§ **WORK TO COMPLETE**
Every line below that contains "true" is to be copied.

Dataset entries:
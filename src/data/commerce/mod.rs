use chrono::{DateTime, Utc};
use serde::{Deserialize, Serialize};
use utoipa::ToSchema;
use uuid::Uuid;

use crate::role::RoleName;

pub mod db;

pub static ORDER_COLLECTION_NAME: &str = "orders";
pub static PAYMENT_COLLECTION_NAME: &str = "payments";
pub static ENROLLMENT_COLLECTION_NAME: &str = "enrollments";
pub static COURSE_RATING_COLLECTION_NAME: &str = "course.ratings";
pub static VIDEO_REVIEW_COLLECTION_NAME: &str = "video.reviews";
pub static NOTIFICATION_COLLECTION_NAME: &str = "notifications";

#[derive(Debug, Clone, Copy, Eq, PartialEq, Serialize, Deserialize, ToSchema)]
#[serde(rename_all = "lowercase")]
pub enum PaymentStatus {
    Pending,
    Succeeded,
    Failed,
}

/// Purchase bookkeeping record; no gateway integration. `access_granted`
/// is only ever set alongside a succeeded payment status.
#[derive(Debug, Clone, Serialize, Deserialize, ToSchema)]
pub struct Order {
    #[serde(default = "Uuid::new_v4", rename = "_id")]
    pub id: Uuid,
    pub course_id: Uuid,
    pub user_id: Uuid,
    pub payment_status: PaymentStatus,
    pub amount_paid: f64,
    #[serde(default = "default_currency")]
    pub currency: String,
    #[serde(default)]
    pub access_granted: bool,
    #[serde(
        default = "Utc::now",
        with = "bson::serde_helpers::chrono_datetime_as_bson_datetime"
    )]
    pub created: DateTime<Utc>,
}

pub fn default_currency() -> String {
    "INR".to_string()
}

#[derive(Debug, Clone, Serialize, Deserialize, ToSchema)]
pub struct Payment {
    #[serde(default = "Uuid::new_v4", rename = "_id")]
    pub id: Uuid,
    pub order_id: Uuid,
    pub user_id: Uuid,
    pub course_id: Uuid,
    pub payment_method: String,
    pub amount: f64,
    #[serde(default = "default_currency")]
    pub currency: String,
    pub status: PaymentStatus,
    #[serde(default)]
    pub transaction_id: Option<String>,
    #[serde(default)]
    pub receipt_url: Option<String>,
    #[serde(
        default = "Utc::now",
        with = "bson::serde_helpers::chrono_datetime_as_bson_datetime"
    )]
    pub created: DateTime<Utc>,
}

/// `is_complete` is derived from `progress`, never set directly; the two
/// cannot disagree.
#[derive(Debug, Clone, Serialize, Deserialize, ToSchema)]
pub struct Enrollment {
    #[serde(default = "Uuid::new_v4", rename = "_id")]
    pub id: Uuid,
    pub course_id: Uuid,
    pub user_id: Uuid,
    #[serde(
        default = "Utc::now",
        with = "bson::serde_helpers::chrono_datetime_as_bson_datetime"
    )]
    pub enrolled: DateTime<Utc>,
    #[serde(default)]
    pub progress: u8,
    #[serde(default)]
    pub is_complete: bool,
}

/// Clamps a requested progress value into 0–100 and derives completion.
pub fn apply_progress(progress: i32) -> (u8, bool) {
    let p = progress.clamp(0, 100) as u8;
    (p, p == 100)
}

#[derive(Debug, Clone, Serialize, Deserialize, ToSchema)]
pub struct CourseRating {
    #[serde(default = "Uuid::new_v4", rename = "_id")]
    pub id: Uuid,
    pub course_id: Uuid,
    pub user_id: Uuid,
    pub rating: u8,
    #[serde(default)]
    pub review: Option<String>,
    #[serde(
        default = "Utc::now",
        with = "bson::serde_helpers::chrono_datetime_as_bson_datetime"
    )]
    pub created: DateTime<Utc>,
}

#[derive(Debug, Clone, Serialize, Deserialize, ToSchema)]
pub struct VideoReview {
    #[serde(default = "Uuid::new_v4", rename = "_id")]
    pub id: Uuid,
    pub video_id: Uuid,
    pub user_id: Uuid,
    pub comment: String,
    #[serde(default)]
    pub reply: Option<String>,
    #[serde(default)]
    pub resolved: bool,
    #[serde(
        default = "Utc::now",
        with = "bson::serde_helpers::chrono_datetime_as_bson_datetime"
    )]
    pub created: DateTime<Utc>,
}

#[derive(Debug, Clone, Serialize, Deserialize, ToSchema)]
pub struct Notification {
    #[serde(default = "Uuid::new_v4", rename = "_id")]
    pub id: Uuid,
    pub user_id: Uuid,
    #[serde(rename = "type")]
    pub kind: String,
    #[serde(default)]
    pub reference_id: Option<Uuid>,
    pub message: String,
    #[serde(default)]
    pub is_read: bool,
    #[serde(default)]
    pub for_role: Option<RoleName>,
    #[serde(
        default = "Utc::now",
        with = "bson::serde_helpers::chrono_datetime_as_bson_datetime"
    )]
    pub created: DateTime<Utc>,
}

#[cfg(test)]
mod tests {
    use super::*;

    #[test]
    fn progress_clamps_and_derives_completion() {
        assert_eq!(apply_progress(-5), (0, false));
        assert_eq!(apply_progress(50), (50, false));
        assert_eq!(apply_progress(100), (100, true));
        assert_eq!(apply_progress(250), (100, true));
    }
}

§ **ANSWER BOX**
        assert_eq!(apply_progress(100), (100, true));
        assert_eq!(apply_progress(250), (100, true));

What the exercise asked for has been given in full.